# Steps to finding a lost dog or owner



## Jax08 (Feb 13, 2009)

I suggested to the admin of a Lost/Found Facebook page that there might be a use for a list of things to do if you've lost or found a dog so I was asked to write up a list for their documents. Please add any thoughts beyond this list! I’ve tried to incorporate the suggestions that have already been given to me for the girl we found.
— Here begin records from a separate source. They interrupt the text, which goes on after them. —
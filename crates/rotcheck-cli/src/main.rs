//! Rotcheck - detect silent data corruption on storage devices
//!
//! # Usage
//!
//! ```bash
//! # Fill a USB stick with test data and read it back
//! rotcheck check /media/usb/rotcheck.dat --size fill
//!
//! # Write 10 GB now, verify next month
//! rotcheck write /mnt/archive/rotcheck.dat --size 10G
//! rotcheck verify /mnt/archive/rotcheck.dat
//! ```

use anyhow::{Context, Result};
use clap::{CommandFactory, Parser, Subcommand};
use clap_complete::{generate, Shell};
use clap_mangen::Man;
use console::style;
use rotcheck_core::size::parse_size_with_default_unit;
use rotcheck_core::{Config, Settings, WriteTarget};
use std::path::{Path, PathBuf};
use std::sync::atomic::{AtomicBool, Ordering};
use std::sync::Arc;
use tracing_subscriber::EnvFilter;

mod commands;
mod progress;
mod space;

/// Exit status for errors, including command-line usage errors
const EXIT_FAILURE: i32 = 1;

/// Exit status after the user interrupted a run
pub(crate) const EXIT_INTERRUPTED: i32 = 130;

/// Rotcheck - detect silent data corruption on storage devices
#[derive(Parser)]
#[command(name = "rotcheck")]
#[command(author, version, about, long_about = None)]
#[command(propagate_version = true)]
struct Cli {
    /// Enable verbose output
    #[arg(short, long, global = true)]
    verbose: bool,

    /// Suppress all output except errors
    #[arg(short, long, global = true)]
    quiet: bool,

    /// Suppress ALL output (implies --quiet and --yes)
    #[arg(long, global = true)]
    silent: bool,

    /// Answer yes to confirmation prompts
    #[arg(short = 'y', long, global = true)]
    yes: bool,

    /// Use this configuration file instead of the default
    #[arg(long, global = true, value_name = "FILE", env = "ROTCHECK_CONFIG")]
    config: Option<PathBuf>,

    /// I/O chunk size (e.g., 1Mi, 4Mi, 512Ki)
    #[arg(long, global = true, value_name = "SIZE")]
    chunk_size: Option<String>,

    #[command(subcommand)]
    command: Commands,
}

#[derive(Subcommand)]
enum Commands {
    /// Write a test file and verify it
    Check {
        /// File to create on the volume under test
        path: PathBuf,

        /// Bytes to write (e.g., 500M, 10G, 1.5Ti) or "fill" for all free space
        #[arg(short, long, value_name = "SIZE")]
        size: WriteTarget,

        /// Replace the file if it already exists
        #[arg(long)]
        overwrite: bool,

        /// Remove the file after verification
        #[arg(long)]
        delete: bool,

        /// Output the result in JSON format
        #[arg(long)]
        json: bool,
    },

    /// Write a test file without verifying it
    Write {
        /// File to create on the volume under test
        path: PathBuf,

        /// Bytes to write (e.g., 500M, 10G, 1.5Ti) or "fill" for all free space
        #[arg(short, long, value_name = "SIZE")]
        size: WriteTarget,

        /// Replace the file if it already exists
        #[arg(long)]
        overwrite: bool,
    },

    /// Verify a previously written test file
    Verify {
        /// Test file to read back
        path: PathBuf,

        /// Remove the file after verification
        #[arg(long)]
        delete: bool,

        /// Output the result in JSON format
        #[arg(long)]
        json: bool,
    },

    /// Show or initialize the configuration file
    Config {
        /// Create a configuration file with default values
        #[arg(long)]
        init: bool,

        /// Print the configuration file path
        #[arg(long)]
        path: bool,

        /// Output in JSON format
        #[arg(long)]
        json: bool,
    },

    /// Generate shell completions
    Completions {
        /// Shell to generate completions for
        #[arg(value_enum)]
        shell: Shell,
    },

    /// Generate man pages
    Mangen {
        /// Output directory for man pages
        #[arg(short, long, default_value = ".")]
        out_dir: String,
    },
}

fn main() {
    // Set up panic handler for nicer error messages
    std::panic::set_hook(Box::new(|panic_info| {
        eprintln!("{} {}", style("Error:").red().bold(), panic_info);
    }));

    match run() {
        Ok(code) => std::process::exit(code),
        Err(e) => {
            eprintln!("{} {}", style("Error:").red().bold(), e);

            // Show cause chain in verbose mode
            if std::env::var("RUST_BACKTRACE").is_ok() {
                let mut source = e.source();
                while let Some(cause) = source {
                    eprintln!("  {} {}", style("Caused by:").yellow(), cause);
                    source = cause.source();
                }
            }

            std::process::exit(EXIT_FAILURE);
        }
    }
}

fn run() -> Result<i32> {
    let cli = match Cli::try_parse() {
        Ok(cli) => cli,
        // --help and --version
        Err(e) if !e.use_stderr() => e.exit(),
        Err(e) => {
            e.print()?;
            return Ok(EXIT_FAILURE);
        }
    };

    let config_path = cli.config.clone().or_else(Settings::config_path);
    let (settings, settings_error) = match config_path.as_deref() {
        Some(path) if path.exists() => match Settings::read_from_path(path) {
            Ok(settings) => (settings, None),
            Err(e) => (Settings::default(), Some(e)),
        },
        _ => (Settings::default(), None),
    };

    // Initialize logging
    // --silent implies --quiet (no logs at all, not even errors to tracing)
    let quiet = cli.quiet || settings.behavior.quiet;
    let filter = if cli.verbose {
        EnvFilter::new("debug")
    } else if quiet || cli.silent {
        EnvFilter::new("off")
    } else {
        EnvFilter::new("info")
    };

    // Logs go to stderr so --json output stays parseable
    tracing_subscriber::fmt()
        .with_env_filter(filter)
        .with_target(false)
        .without_time()
        .with_writer(std::io::stderr)
        .init();

    match settings_error {
        Some(e) => tracing::warn!("{}, using defaults", e),
        None => tracing::debug!("Settings from {:?}", config_path),
    }

    let silent = cli.silent;

    match cli.command {
        Commands::Check {
            path,
            size,
            overwrite,
            delete,
            json,
        } => {
            let config = runtime_config(&settings, cli.chunk_size.as_deref())?;
            commands::run::execute(commands::run::RunArgs {
                plan: rotcheck_core::RunPlan::check(path, size)
                    .overwrite(overwrite)
                    .delete(delete),
                config,
                json: json || settings.behavior.json,
                skip_confirm: cli.yes || silent || settings.behavior.skip_confirmation,
                cancel_flag: install_cancel_handler(silent)?,
                silent,
            })
        }
        Commands::Write {
            path,
            size,
            overwrite,
        } => {
            let config = runtime_config(&settings, cli.chunk_size.as_deref())?;
            commands::run::execute(commands::run::RunArgs {
                plan: rotcheck_core::RunPlan::write_only(path, size).overwrite(overwrite),
                config,
                json: settings.behavior.json,
                skip_confirm: cli.yes || silent || settings.behavior.skip_confirmation,
                cancel_flag: install_cancel_handler(silent)?,
                silent,
            })
        }
        Commands::Verify { path, delete, json } => {
            let config = runtime_config(&settings, cli.chunk_size.as_deref())?;
            commands::run::execute(commands::run::RunArgs {
                plan: rotcheck_core::RunPlan::verify_only(path).delete(delete),
                config,
                json: json || settings.behavior.json,
                skip_confirm: cli.yes || silent || settings.behavior.skip_confirmation,
                cancel_flag: install_cancel_handler(silent)?,
                silent,
            })
        }
        Commands::Config { init, path, json } => {
            commands::config::execute(commands::config::ConfigArgs {
                init,
                path,
                json,
                silent,
                config_file: cli.config,
            })?;
            Ok(0)
        }
        Commands::Completions { shell } => {
            let mut cmd = Cli::command();
            let name = cmd.get_name().to_string();
            generate(shell, &mut cmd, name, &mut std::io::stdout());
            Ok(0)
        }
        Commands::Mangen { out_dir } => {
            generate_man_pages(Path::new(&out_dir), silent)?;
            Ok(0)
        }
    }
}

/// Build the runtime configuration from the settings file and command-line overrides
fn runtime_config(settings: &Settings, chunk_size: Option<&str>) -> Result<Config> {
    let mut config = settings
        .to_config()
        .context("Invalid configuration file")?;

    if let Some(chunk_size) = chunk_size {
        let bytes = parse_size_with_default_unit(chunk_size, 1)
            .with_context(|| format!("Invalid chunk size: {}", chunk_size))?;
        let bytes = usize::try_from(bytes)
            .with_context(|| format!("Chunk size too large: {}", chunk_size))?;
        config = config.chunk_size(bytes);
    }

    tracing::debug!(
        "Chunk size {} bytes, progress every {} bytes",
        config.chunk_size,
        config.progress_interval
    );
    Ok(config)
}

/// Ctrl+C cancels at the next chunk; a second Ctrl+C exits immediately
fn install_cancel_handler(silent: bool) -> Result<Arc<AtomicBool>> {
    let cancel = Arc::new(AtomicBool::new(false));
    let flag = Arc::clone(&cancel);

    ctrlc::set_handler(move || {
        if flag.swap(true, Ordering::SeqCst) {
            // Second Ctrl+C, force exit
            if !silent {
                eprintln!("\n{}", style("Forced exit").red().bold());
            }
            std::process::exit(EXIT_INTERRUPTED);
        }
        if !silent {
            eprintln!(
                "\n{}",
                style("Cancelling... Press Ctrl+C again to force exit").yellow()
            );
        }
    })
    .context("Failed to install Ctrl+C handler")?;

    Ok(cancel)
}

fn generate_man_pages(out_path: &Path, silent: bool) -> Result<()> {
    let cmd = Cli::command();
    std::fs::create_dir_all(out_path)?;

    // Generate main man page
    let man = Man::new(cmd.clone());
    let mut buffer = Vec::new();
    man.render(&mut buffer)?;
    std::fs::write(out_path.join("rotcheck.1"), buffer)?;
    if !silent {
        println!("Generated: {}", out_path.join("rotcheck.1").display());
    }

    // Generate man pages for subcommands
    for subcommand in cmd.get_subcommands() {
        let name = subcommand.get_name();
        // Skip hidden commands and meta commands
        if subcommand.is_hide_set() || name == "completions" || name == "mangen" || name == "help"
        {
            continue;
        }

        let man = Man::new(subcommand.clone());
        let mut buffer = Vec::new();
        man.render(&mut buffer)?;
        let filename = format!("rotcheck-{}.1", name);
        std::fs::write(out_path.join(&filename), buffer)?;
        if !silent {
            println!("Generated: {}", out_path.join(&filename).display());
        }
    }

    if !silent {
        println!(
            "\nInstall with: sudo cp {}/*.1 /usr/local/share/man/man1/",
            out_path.display()
        );
    }
    Ok(())
}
1.	Take the animal to a local shelter or vet office to scan for a microchip.
2.	Notify all area shelters. Take a picture of the animal with all contact information to the shelter.
3.	Post and share on Facebook. 
--Shelter sites
--Lost and Found sites
--Share with friends to spread to the people in the area.
4.	Craigslist
--Lost and Found
--Pets
5.	Newspapers - All area newspapers. They do not charge for Lost and Found ads.
6.	Flyers – People have to get gas, buy groceries, mail bills!
--Local gas stations
--Vet offices
--Post Offices
--Banks
--Grocery Stores
--Give one to your local mail carrier. They drive the route every day!
--Local Bus Drivers.
--Post on area poles, at intersections, in parking lots. (use a gallon freezer bag to protect from weather)
7.	Call the local police to see if any lost or found dogs were reported.


----------



## Jax08 (Feb 13, 2009)

Nobody has anything to add or any comments?


----------



## Marnie (Oct 11, 2011)

Try a local TV station. A few weeks ago a dog managed to get away from a local doggy day care. The owner went to a TV station with photos, a good story and a kid who cried she wanted her doggy back. It was a good human interest story on the morning show and the guy got his dog back the next day. Doesn't hurt to try and the exposure was wonderful.


----------